_The problem:_
After locating the line with "filename crates/settle-engine/src/combinator.rs" in the data that follows, return it and every later line exactly, up to and including the line with "use crate::engine::PromiseEngine;".

_Records to process:_
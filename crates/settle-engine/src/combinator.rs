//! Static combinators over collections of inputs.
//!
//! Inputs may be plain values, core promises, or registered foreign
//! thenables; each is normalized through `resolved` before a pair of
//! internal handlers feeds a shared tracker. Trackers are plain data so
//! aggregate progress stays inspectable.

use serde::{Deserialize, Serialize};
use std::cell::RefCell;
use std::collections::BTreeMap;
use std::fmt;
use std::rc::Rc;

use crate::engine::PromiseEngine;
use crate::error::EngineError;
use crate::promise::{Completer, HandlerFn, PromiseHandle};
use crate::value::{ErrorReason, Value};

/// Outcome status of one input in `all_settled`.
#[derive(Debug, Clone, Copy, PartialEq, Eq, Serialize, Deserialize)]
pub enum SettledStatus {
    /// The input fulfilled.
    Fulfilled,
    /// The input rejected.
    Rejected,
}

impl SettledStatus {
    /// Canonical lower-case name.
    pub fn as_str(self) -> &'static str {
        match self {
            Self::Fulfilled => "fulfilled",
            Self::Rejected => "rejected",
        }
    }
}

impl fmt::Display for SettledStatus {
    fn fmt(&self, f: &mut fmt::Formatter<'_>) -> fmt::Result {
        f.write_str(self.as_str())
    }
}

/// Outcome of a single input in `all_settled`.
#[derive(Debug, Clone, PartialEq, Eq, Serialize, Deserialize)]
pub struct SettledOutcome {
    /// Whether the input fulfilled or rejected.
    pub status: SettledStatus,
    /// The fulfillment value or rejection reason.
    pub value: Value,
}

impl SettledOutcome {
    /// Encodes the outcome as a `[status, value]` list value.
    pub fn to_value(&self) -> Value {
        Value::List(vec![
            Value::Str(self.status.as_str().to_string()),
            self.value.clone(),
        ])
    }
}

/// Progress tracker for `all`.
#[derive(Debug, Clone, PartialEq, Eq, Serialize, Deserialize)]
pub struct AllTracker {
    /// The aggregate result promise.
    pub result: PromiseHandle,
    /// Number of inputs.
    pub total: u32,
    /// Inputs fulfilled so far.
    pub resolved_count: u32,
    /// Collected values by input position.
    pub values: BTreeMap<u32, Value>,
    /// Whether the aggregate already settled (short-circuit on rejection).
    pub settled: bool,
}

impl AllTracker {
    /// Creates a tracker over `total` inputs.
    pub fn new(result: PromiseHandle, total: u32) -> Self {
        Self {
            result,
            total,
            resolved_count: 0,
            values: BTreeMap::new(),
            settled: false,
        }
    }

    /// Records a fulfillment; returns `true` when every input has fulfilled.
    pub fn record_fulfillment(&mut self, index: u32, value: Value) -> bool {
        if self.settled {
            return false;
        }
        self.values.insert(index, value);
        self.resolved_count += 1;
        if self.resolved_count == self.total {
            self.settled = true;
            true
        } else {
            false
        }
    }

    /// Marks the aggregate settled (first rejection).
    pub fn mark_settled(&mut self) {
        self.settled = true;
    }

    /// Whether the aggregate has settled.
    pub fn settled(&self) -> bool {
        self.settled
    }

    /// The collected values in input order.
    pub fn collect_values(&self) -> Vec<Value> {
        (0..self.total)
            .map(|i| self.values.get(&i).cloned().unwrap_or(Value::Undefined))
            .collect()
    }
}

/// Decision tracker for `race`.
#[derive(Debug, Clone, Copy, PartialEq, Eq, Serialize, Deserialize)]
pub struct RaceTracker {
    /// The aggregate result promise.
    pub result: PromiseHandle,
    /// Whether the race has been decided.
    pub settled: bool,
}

* * *

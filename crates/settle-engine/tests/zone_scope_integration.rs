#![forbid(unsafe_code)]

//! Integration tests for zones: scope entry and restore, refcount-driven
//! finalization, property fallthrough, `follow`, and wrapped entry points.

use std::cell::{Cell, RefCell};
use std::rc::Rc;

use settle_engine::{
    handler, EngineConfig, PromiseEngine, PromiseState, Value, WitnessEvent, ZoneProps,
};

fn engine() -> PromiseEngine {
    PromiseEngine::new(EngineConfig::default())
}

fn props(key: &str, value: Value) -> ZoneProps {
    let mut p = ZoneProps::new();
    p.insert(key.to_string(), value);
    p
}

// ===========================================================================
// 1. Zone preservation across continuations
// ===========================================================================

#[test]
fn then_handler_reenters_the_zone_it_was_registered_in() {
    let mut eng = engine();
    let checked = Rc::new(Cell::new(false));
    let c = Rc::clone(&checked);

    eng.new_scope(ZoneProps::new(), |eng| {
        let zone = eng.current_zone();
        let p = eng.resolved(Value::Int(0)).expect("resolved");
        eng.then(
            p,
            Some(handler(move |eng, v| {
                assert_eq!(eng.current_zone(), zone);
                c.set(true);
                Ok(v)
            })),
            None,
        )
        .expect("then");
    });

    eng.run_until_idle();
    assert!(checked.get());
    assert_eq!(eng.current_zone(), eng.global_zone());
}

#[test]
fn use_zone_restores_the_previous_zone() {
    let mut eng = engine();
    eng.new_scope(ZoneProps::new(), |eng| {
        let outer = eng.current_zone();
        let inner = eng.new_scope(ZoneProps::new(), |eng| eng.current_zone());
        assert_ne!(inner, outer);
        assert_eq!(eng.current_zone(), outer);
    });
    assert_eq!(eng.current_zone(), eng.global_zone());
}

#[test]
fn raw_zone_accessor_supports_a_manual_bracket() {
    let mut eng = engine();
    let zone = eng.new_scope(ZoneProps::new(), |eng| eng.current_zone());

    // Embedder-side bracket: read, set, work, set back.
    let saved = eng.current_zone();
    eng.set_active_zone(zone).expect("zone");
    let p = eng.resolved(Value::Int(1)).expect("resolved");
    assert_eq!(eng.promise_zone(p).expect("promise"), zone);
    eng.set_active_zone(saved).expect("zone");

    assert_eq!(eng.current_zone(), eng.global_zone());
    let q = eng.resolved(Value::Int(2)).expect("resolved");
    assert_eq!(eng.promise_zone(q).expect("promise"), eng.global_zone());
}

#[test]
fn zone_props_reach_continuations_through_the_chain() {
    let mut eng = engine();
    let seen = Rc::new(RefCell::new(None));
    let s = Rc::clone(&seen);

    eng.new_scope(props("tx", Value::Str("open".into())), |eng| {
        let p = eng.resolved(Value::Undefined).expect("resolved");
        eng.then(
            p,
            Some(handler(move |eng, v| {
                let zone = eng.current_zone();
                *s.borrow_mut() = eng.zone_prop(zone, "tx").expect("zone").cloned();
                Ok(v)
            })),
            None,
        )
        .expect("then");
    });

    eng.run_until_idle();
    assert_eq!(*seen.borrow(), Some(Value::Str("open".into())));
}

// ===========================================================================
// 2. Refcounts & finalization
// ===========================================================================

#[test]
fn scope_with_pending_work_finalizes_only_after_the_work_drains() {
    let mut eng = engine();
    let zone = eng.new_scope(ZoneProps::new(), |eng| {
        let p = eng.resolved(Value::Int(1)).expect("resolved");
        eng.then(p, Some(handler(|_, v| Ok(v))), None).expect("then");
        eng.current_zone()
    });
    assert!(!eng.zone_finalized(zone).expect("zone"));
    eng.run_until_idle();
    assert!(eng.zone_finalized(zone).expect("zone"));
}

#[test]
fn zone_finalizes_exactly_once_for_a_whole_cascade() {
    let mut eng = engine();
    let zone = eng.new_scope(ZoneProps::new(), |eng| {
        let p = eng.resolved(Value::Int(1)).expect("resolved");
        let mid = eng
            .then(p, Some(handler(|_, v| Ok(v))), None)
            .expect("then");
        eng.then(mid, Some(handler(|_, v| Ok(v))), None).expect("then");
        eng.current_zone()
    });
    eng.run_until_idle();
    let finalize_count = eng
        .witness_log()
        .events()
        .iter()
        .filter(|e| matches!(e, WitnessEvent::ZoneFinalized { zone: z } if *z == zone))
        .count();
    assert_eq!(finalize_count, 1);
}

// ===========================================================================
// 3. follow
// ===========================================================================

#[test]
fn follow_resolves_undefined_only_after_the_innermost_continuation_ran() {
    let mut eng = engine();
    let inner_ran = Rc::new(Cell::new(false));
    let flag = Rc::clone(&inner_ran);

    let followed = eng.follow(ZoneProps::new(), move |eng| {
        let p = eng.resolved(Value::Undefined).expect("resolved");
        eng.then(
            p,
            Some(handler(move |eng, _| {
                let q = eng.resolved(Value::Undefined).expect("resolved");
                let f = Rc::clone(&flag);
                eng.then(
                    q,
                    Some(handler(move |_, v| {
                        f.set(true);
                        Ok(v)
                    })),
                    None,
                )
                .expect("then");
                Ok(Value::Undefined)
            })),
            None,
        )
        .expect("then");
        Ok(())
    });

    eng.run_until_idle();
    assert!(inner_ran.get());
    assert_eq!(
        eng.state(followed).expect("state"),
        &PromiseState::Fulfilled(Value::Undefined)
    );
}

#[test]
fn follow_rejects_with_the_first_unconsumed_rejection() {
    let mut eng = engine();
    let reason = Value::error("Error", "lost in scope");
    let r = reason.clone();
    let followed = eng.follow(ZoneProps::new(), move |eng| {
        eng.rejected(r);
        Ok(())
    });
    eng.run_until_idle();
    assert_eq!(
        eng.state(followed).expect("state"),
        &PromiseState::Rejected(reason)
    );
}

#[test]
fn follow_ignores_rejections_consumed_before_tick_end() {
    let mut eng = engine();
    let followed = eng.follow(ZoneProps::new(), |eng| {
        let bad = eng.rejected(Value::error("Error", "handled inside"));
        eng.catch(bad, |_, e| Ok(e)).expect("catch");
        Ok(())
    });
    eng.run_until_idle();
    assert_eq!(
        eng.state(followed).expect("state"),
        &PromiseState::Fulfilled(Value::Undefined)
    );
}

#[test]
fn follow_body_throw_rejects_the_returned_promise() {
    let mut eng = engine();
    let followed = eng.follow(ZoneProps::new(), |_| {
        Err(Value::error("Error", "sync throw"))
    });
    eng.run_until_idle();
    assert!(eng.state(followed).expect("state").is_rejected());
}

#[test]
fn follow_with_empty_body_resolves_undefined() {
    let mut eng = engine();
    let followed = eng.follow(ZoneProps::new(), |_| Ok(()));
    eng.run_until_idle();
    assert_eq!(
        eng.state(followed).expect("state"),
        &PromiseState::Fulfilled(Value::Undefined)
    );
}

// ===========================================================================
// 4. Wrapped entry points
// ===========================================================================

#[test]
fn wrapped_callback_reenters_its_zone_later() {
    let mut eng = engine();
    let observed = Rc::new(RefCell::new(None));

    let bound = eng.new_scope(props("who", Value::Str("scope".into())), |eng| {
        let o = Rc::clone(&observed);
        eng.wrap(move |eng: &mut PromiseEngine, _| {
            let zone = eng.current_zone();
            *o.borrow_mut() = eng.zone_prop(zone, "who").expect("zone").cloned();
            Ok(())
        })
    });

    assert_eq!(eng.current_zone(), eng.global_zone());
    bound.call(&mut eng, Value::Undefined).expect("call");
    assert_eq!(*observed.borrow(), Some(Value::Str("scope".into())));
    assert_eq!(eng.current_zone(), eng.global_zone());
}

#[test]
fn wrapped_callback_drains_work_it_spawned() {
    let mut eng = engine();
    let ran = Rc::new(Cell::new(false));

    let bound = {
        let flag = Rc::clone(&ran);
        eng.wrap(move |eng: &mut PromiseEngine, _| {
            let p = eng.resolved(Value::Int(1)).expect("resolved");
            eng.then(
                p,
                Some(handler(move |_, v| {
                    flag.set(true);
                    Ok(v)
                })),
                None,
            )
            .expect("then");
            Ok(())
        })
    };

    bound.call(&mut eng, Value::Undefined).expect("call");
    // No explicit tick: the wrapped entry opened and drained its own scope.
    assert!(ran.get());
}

_Exercise solution:_
filename crates/settle-engine/src/combinator.rs
//! Static combinators over collections of inputs.
//!
//! Inputs may be plain values, core promises, or registered foreign
//! thenables; each is normalized through `resolved` before a pair of
//! internal handlers feeds a shared tracker. Trackers are plain data so
//! aggregate progress stays inspectable.

use serde::{Deserialize, Serialize};
use std::cell::RefCell;
use std::collections::BTreeMap;
use std::fmt;
use std::rc::Rc;

use crate::engine::PromiseEngine;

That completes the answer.